### WHAT IS BEING ASKED:
When a line of the records below contains the string "error", copy that whole line.

(Records from a dataset)
* * * * *
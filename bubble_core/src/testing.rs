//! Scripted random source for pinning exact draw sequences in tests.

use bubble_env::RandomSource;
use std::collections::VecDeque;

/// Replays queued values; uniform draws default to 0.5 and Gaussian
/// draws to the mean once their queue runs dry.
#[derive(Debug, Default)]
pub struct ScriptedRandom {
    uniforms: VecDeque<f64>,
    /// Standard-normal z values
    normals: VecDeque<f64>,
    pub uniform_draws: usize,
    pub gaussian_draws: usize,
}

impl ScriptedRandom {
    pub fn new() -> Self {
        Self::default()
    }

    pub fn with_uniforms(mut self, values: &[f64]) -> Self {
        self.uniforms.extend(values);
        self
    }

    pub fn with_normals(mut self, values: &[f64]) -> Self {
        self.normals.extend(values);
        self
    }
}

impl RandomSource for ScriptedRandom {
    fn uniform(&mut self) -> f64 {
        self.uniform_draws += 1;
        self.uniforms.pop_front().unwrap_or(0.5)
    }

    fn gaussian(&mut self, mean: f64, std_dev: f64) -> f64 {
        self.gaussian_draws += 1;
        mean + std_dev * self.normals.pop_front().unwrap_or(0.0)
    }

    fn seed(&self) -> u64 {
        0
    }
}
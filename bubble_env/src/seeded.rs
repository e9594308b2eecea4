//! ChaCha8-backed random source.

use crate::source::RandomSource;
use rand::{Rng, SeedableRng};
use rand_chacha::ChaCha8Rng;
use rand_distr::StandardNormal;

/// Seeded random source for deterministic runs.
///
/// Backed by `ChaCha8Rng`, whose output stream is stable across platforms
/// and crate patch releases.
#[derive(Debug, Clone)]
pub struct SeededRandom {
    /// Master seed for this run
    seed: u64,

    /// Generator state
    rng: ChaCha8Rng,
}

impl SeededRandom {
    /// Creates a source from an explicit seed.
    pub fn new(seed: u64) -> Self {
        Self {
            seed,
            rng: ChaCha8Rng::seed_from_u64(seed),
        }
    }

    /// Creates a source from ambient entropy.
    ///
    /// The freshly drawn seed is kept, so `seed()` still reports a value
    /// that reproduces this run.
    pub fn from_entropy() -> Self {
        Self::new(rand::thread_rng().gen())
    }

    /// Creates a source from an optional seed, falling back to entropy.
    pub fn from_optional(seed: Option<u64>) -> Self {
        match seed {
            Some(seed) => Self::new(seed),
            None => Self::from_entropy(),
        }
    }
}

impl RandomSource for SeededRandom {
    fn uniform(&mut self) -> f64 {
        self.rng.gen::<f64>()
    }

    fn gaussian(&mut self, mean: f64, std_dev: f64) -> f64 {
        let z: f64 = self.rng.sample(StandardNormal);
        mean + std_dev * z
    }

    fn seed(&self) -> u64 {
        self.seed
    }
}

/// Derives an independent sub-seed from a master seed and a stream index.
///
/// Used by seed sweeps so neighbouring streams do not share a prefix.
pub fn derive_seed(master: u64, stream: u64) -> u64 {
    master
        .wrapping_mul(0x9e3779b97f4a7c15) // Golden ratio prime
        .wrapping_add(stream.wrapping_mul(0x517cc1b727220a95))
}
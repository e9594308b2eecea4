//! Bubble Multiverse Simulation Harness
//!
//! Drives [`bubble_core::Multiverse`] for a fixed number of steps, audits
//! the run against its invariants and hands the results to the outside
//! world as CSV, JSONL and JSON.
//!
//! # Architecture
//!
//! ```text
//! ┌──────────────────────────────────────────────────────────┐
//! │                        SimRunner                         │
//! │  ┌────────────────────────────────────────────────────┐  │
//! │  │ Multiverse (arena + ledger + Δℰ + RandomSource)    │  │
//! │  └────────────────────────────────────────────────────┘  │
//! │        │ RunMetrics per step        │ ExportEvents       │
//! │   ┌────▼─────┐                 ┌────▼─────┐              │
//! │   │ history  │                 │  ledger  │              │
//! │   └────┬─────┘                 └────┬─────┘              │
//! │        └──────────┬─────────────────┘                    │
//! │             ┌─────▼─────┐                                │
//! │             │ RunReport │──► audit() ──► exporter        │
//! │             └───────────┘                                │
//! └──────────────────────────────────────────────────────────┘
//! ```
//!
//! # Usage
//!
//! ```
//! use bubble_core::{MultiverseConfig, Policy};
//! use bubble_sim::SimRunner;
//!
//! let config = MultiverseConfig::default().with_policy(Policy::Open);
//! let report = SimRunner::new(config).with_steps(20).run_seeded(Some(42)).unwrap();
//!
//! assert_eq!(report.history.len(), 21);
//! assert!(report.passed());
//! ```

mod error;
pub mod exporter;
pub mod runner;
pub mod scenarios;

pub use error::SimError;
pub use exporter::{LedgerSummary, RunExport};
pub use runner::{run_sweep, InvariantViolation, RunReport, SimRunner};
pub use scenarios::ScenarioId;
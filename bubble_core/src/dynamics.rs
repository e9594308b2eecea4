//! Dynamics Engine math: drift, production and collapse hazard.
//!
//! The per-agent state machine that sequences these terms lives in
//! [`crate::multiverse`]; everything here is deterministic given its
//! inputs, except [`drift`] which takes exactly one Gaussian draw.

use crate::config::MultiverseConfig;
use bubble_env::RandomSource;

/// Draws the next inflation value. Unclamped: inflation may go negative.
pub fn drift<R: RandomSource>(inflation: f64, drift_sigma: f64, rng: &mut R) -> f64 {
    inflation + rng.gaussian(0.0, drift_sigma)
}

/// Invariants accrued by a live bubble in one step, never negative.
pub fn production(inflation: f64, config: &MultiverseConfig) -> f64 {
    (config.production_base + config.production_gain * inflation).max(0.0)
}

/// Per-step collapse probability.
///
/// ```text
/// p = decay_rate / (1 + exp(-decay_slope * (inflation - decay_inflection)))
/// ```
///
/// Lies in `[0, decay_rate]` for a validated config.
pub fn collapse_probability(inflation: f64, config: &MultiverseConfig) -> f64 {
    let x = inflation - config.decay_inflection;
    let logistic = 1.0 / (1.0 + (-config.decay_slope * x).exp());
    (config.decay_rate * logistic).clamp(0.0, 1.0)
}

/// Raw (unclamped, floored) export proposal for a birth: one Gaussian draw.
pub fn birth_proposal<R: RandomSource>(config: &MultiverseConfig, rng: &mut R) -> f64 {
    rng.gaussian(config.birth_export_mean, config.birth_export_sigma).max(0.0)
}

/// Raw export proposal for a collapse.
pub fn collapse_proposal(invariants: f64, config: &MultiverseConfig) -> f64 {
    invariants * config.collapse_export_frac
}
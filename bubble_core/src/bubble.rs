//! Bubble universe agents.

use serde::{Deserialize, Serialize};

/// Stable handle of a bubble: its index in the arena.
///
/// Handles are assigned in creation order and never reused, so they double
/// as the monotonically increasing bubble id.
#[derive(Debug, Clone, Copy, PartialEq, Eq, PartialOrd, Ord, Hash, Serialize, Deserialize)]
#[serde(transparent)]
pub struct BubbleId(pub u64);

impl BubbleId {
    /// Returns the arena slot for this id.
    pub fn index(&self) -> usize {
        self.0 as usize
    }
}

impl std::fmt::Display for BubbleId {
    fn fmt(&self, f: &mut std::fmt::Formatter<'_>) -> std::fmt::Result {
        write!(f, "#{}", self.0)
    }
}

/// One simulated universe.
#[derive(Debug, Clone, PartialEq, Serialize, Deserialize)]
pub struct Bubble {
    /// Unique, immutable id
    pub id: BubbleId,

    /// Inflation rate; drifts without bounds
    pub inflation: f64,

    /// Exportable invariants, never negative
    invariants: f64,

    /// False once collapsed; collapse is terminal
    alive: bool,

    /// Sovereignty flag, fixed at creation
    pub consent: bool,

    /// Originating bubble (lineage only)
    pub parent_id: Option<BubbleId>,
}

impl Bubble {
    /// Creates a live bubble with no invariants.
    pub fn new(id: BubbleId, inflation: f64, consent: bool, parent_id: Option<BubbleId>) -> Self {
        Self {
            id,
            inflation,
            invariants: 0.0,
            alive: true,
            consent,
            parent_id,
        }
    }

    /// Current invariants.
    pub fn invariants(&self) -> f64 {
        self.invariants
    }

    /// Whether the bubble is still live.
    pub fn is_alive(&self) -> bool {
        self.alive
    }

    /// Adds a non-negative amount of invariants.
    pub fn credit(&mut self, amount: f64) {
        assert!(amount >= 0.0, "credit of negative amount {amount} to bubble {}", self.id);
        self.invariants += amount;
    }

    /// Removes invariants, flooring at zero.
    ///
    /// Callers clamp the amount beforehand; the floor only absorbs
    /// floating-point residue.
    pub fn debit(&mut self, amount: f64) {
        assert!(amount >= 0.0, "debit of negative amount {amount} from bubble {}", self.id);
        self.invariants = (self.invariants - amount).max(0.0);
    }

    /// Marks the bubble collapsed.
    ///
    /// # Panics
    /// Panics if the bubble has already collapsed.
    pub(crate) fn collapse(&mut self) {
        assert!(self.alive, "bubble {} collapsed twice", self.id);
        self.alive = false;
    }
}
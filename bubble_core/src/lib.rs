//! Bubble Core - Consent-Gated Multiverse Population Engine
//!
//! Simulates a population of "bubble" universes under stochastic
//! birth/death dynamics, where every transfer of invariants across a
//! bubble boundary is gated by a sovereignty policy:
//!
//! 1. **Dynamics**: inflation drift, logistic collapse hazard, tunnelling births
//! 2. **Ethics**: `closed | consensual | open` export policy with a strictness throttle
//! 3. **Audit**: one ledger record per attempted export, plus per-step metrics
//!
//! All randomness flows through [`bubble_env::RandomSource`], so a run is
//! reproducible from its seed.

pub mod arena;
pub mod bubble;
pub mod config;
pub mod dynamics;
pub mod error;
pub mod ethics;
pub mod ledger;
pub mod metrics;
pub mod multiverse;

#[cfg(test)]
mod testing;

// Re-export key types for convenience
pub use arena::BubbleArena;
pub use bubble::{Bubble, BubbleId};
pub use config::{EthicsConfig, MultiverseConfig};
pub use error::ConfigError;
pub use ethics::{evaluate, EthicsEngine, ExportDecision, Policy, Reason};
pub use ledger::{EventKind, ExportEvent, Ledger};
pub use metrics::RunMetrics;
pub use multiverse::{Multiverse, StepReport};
* * * * *
### RESPONSE AREA:
mod error;
pub use error::SimError;
pub mod error;
pub use error::ConfigError;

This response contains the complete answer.